>>>

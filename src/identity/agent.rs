//! Agent identity records and reputation arithmetic.

use crate::core::Timestamp;
use serde::{Deserialize, Serialize};

/// Initial reputation assigned at registration.
pub const INITIAL_REPUTATION: u32 = 500;

/// Reputation ceiling. The adjustment rule saturates toward this value
/// asymptotically and never overshoots it.
pub const MAX_REPUTATION: u32 = 1000;

/// Anti-Sybil cap: maximum simultaneously active identities per node.
pub const MAX_AGENTS_PER_NODE: u32 = 8;

/// Role an agent plays within a crew.
#[derive(Clone, Copy, Debug, PartialEq, Eq, Hash, Serialize, Deserialize)]
pub enum AgentRole {
    Sensor,
    Aggregator,
    Decision,
    Coordinator,
}

impl AgentRole {
    /// All roles a valid crew must cover.
    pub const ALL: [AgentRole; 4] = [
        AgentRole::Sensor,
        AgentRole::Aggregator,
        AgentRole::Decision,
        AgentRole::Coordinator,
    ];
}

/// Lifecycle status of an agent identity.
///
/// Agents are never deleted; deactivation is a status transition. Any
/// transition between statuses is legal (a suspended agent can be
/// reactivated directly).
#[derive(Clone, Copy, Debug, PartialEq, Eq, Hash, Serialize, Deserialize)]
pub enum AgentStatus {
    Inactive,
    Active,
    Suspended,
}

/// An agent identity owned by a physical node.
#[derive(Clone, Debug, Serialize, Deserialize)]
pub struct Agent {
    /// Verifiable identity (public-key-derived address).
    pub agent_id: String,
    /// Owning physical node identity.
    pub node_id: String,
    /// Role within crews.
    pub role: AgentRole,
    /// Lifecycle status.
    pub status: AgentStatus,
    /// Trust score in [0, 1000].
    pub reputation: u32,
    /// Registration timestamp.
    pub registered_at: Timestamp,
    /// Outcomes judged so far.
    pub total_decisions: u64,
    /// Outcomes judged correct.
    pub correct_decisions: u64,
}

impl Agent {
    /// Create a freshly registered, active agent.
    pub fn new(agent_id: &str, node_id: &str, role: AgentRole, at: Timestamp) -> Self {
        Self {
            agent_id: agent_id.to_string(),
            node_id: node_id.to_string(),
            role,
            status: AgentStatus::Active,
            reputation: INITIAL_REPUTATION,
            registered_at: at,
            total_decisions: 0,
            correct_decisions: 0,
        }
    }

    /// Whether the agent is currently active.
    pub fn is_active(&self) -> bool {
        self.status == AgentStatus::Active
    }

    /// Apply a judged outcome, returning `(old, new)` reputation.
    ///
    /// Correct outcomes close a tenth of the gap to the ceiling; incorrect
    /// outcomes shed a tenth of the current score. Both use integer
    /// division, so the score stays in [0, 1000] without clamping.
    pub fn record_outcome(&mut self, was_correct: bool) -> (u32, u32) {
        let old = self.reputation;
        self.reputation = adjust_reputation(old, was_correct);
        self.total_decisions += 1;
        if was_correct {
            self.correct_decisions += 1;
        }
        (old, self.reputation)
    }

    /// Percentage of judged outcomes that were correct; 0 before any outcome.
    pub fn accuracy(&self) -> u64 {
        if self.total_decisions == 0 {
            0
        } else {
            self.correct_decisions * 100 / self.total_decisions
        }
    }
}

/// Reputation adjustment rule.
pub fn adjust_reputation(current: u32, was_correct: bool) -> u32 {
    if was_correct {
        current + (MAX_REPUTATION - current) / 10
    } else {
        current - current / 10
    }
}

<<<

** Exercise brief **
Set down all of the data above again, exactly.

** Response area **
filename src/identity/agent.rs
//! Agent identity records and reputation arithmetic.

use crate::core::Timestamp;
use serde::{Deserialize, Serialize};

/// Initial reputation assigned at registration.
pub const INITIAL_REPUTATION: u32 = 500;

/// Reputation ceiling. The adjustment rule saturates toward this value
/// asymptotically and never overshoots it.
pub const MAX_REPUTATION: u32 = 1000;

/// Anti-Sybil cap: maximum simultaneously active identities per node.
pub const MAX_AGENTS_PER_NODE: u32 = 8;

/// Role an agent plays within a crew.
#[derive(Clone, Copy, Debug, PartialEq, Eq, Hash, Serialize, Deserialize)]
pub enum AgentRole {
    Sensor,
    Aggregator,
    Decision,
    Coordinator,
}

impl AgentRole {
    /// All roles a valid crew must cover.
    pub const ALL: [AgentRole; 4] = [
        AgentRole::Sensor,
        AgentRole::Aggregator,
        AgentRole::Decision,
        AgentRole::Coordinator,
    ];
}

/// Lifecycle status of an agent identity.
///
/// Agents are never deleted; deactivation is a status transition. Any
/// transition between statuses is legal (a suspended agent can be
/// reactivated directly).
#[derive(Clone, Copy, Debug, PartialEq, Eq, Hash, Serialize, Deserialize)]
pub enum AgentStatus {
    Inactive,
    Active,
    Suspended,
}

/// An agent identity owned by a physical node.
#[derive(Clone, Debug, Serialize, Deserialize)]
pub struct Agent {
    /// Verifiable identity (public-key-derived address).
    pub agent_id: String,
    /// Owning physical node identity.
    pub node_id: String,
    /// Role within crews.
    pub role: AgentRole,
    /// Lifecycle status.
    pub status: AgentStatus,
    /// Trust score in [0, 1000].
    pub reputation: u32,
    /// Registration timestamp.
    pub registered_at: Timestamp,
    /// Outcomes judged so far.
    pub total_decisions: u64,
    /// Outcomes judged correct.
    pub correct_decisions: u64,
}

impl Agent {
    /// Create a freshly registered, active agent.
    pub fn new(agent_id: &str, node_id: &str, role: AgentRole, at: Timestamp) -> Self {
        Self {
            agent_id: agent_id.to_string(),
            node_id: node_id.to_string(),
            role,
            status: AgentStatus::Active,
            reputation: INITIAL_REPUTATION,
            registered_at: at,
            total_decisions: 0,
            correct_decisions: 0,
        }
    }

    /// Whether the agent is currently active.
    pub fn is_active(&self) -> bool {
        self.status == AgentStatus::Active
    }

    /// Apply a judged outcome, returning `(old, new)` reputation.
    ///
    /// Correct outcomes close a tenth of the gap to the ceiling; incorrect
    /// outcomes shed a tenth of the current score. Both use integer
    /// division, so the score stays in [0, 1000] without clamping.
    pub fn record_outcome(&mut self, was_correct: bool) -> (u32, u32) {
        let old = self.reputation;
        self.reputation = adjust_reputation(old, was_correct);
        self.total_decisions += 1;
        if was_correct {
            self.correct_decisions += 1;
        }
        (old, self.reputation)
    }

    /// Percentage of judged outcomes that were correct; 0 before any outcome.
    pub fn accuracy(&self) -> u64 {
        if self.total_decisions == 0 {
            0
        } else {
            self.correct_decisions * 100 / self.total_decisions
        }
    }
}

/// Reputation adjustment rule.
pub fn adjust_reputation(current: u32, was_correct: bool) -> u32 {
    if was_correct {
        current + (MAX_REPUTATION - current) / 10
    } else {
        current - current / 10
    }
}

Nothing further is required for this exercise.